Question

Young's double slit experiment is conducted in a medium of refractive index 4/3. Light of 600 nm wavelength falls on the slits having 0.45 mm separation. The lower slit $S_2$ is covered by a thin glass sheet of thickness 10.4 $\mu$m and refractive index 1.5. The interference pattern is observed a screen placed 1.5 m from the slits as shown in the figure. Find the location of central maxima (bright fringe with zero path difference on the y-axis) in mm [All wavelength in the problem are for the given medium of refractive index 4/3. Ignore dispersion.]

Answer 1

-4.33

Answer 2

The central maximum occurs at the point where the optical path difference between the waves from the two slits is zero. Let $n_m$ be the refractive index of the medium, $n_g$ be the refractive index of the glass sheet, $t$ be the thickness of the glass sheet, $d$ be the separation between the slits, and $D$ be the distance between the slits and the screen. Let $y$ be the vertical position of a point P on the screen from the central point O (directly opposite the midpoint of the slits).

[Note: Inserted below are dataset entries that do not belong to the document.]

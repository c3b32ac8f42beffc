//! ==============================================================================
//! main.rs - farm station entry point
//! ==============================================================================
//!
//! purpose:
//!     wires the station together and runs it until SIGINT/SIGTERM.
//!
//! responsibilities:
//!     - load configuration (explicit path argument, or config/station.toml)
//!     - set up structured logging
//!     - pick the hardware provider (rppal on feature="hardware", mock otherwise)
//!     - connect the management-plane transport (fatal if it fails)
//!     - start the sensor pollers, the status server and the publisher
//!     - on shutdown: cancel every loop, let the last send finish, disconnect
//!
//! architecture:
//!
//!     ┌──────────────────────────────────────────────────────────────┐
//!     │                        StationRuntime                        │
//!     │  ┌──────────┐   ┌────────────┐   ┌────────────────────────┐  │
//!     │  │ pollers  │──▶│ StateStore │◀──│ patch dispatcher       │  │
//!     │  │ gps/accel│   └─────┬──────┘   │ (transport / POST twin)│  │
//!     │  │ env/dig. │         │          └────────────────────────┘  │
//!     │  └──────────┘         ▼                                      │
//!     │              ┌────────────────┐      ┌──────────────────┐    │
//!     │              │   publisher    │─────▶│ mqtt / http sink │    │
//!     │              └────────────────┘      └──────────────────┘    │
//!     └──────────────────────────────────────────────────────────────┘
//!
//! ==============================================================================

mod config;
mod derived;
mod devices;
mod domain;
mod hal;
mod nmea;
mod patch;
mod pollers;
mod publisher;
mod runtime;
mod server;
mod store;
mod telemetry;
mod transport;

use anyhow::{Context, Result};
use std::sync::Arc;
use tokio::signal::unix::{signal, SignalKind};
use tracing::{error, info, warn};
use tracing_subscriber::{prelude::*, reload, EnvFilter};

use config::StationConfig;
use publisher::Publisher;
use runtime::StationRuntime;
use transport::StationTransport;

#[tokio::main]
async fn main() -> Result<()> {
    // step 1: logging, RUST_LOG wins over the config file's level
    let env_filter = EnvFilter::try_from_default_env().ok();
    let from_env = env_filter.is_some();
    let (filter, filter_handle) =
        reload::Layer::new(env_filter.unwrap_or_else(|| EnvFilter::new("info")));
    tracing_subscriber::registry()
        .with(filter)
        .with(tracing_subscriber::fmt::layer())
        .init();

    info!("===========================================================");
    info!("  Farm Station v{}", env!("CARGO_PKG_VERSION"));
    info!("===========================================================");

    // step 2: configuration
    let config = match std::env::args().nth(1) {
        Some(path) => StationConfig::load(&path)
            .with_context(|| format!("cannot start with config {path}"))?,
        None => StationConfig::load_or_default(),
    };
    if !from_env {
        filter_handle.reload(EnvFilter::new(&config.logging.level))?;
    }
    config.log_summary();

    // step 3: hardware and shared state
    let hal = Arc::new(hal::Hal::new(
        config.sensors.clone(),
        config.actuators.clone(),
    ));
    let runtime = StationRuntime::new(config, hal);
    let cancel = runtime.cancel_token();

    // step 4: transport; without a sink there is nothing to do
    let sink = StationTransport::connect(
        &runtime.config().transport,
        runtime.patch_handler(),
        &cancel,
    )
    .await
    .context("failed to connect telemetry transport")?;

    // step 5: pollers and status server
    runtime.start_pollers()?;

    if runtime.config().server.enabled {
        let server_runtime = runtime.clone();
        let server_cancel = cancel.clone();
        tokio::spawn(async move {
            if let Err(e) = server::run_server(server_runtime, server_cancel).await {
                error!("status server error: {e:#}");
            }
        });
    }

    // step 6: publisher until a shutdown signal
    let publisher = Publisher::new(
        runtime.store(),
        sink,
        runtime.config().logging.show_sensor_data,
    );
    let publisher = tokio::spawn(publisher.run(cancel.clone()));

    let mut sigterm = signal(SignalKind::terminate())?;
    let exit_reason = tokio::select! {
        _ = tokio::signal::ctrl_c() => "SIGINT",
        _ = sigterm.recv() => "SIGTERM",
    };
    warn!(signal = exit_reason, "shutting down");
    runtime.shutdown();

    match publisher.await {
        Ok(sink) => sink.close().await,
        Err(e) => error!("publisher task failed: {e}"),
    }
    info!("station stopped");
    Ok(())
}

The optical path difference between the waves from $S_2$ and $S_1$ at point P is given by: $\Delta OP = n_m (r_2 - r_1) + (n_g - n_m)t$ where $r_1$ and $r_2$ are the geometric path lengths from $S_1$ and $S_2$ to P, respectively.

For a point P at a vertical distance $y$ from O, the geometric path difference $r_2 - r_1$ is approximately $yd/D$ for small angles, assuming $S_1$ is the upper slit and $S_2$ is the lower slit, and y is measured upwards from O. From the figure, $S_1$ is above $S_2$.

So, $\Delta OP = n_m \frac{yd}{D} + (n_g - n_m)t$.

For the central maximum, $\Delta OP = 0$: $n_m \frac{yd}{D} + (n_g - n_m)t = 0$ $n_m \frac{yd}{D} = -(n_g - n_m)t = (n_m - n_g)t$ $y = \frac{(n_m - n_g)t D}{n_m d}$.

Given values: $n_m = 4/3$ $n_g = 1.5 = 3/2$ $t = 10.4 \, \mu\text{m} = 10.4 \times 10^{-6} \, \text{m}$ $d = 0.45 \, \text{mm} = 0.45 \times 10^{-3} \, \text{m}$ $D = 1.5 \, \text{m}$

Calculate $n_m - n_g$: $n_m - n_g = \frac{4}{3} - \frac{3}{2} = \frac{8 - 9}{6} = -\frac{1}{6}$.

Substitute the values into the formula for $y$: $y = \frac{(-1/6) \times (10.4 \times 10^{-6} \, \text{m}) \times (1.5 \, \text{m})}{(4/3) \times (0.45 \times 10^{-3} \, \text{m})}$ $y = \frac{-\frac{1}{6} \times 10.4 \times 1.5}{\frac{4}{3} \times 0.45} \times \frac{10^{-6}}{10^{-3}}$ $y = \frac{-\frac{15.6}{6}}{\frac{1.8}{3}} \times 10^{-3}$ $y = \frac{-2.6}{0.6} \times 10^{-3}$ $y = -\frac{26}{6} \times 10^{-3} = -\frac{13}{3} \times 10^{-3}$ $y \approx -4.333... \times 10^{-3} \, \text{m}$.

Convert to mm: $y \approx -4.333... \, \text{mm}$.

The negative sign indicates that the central maximum is located below the point O.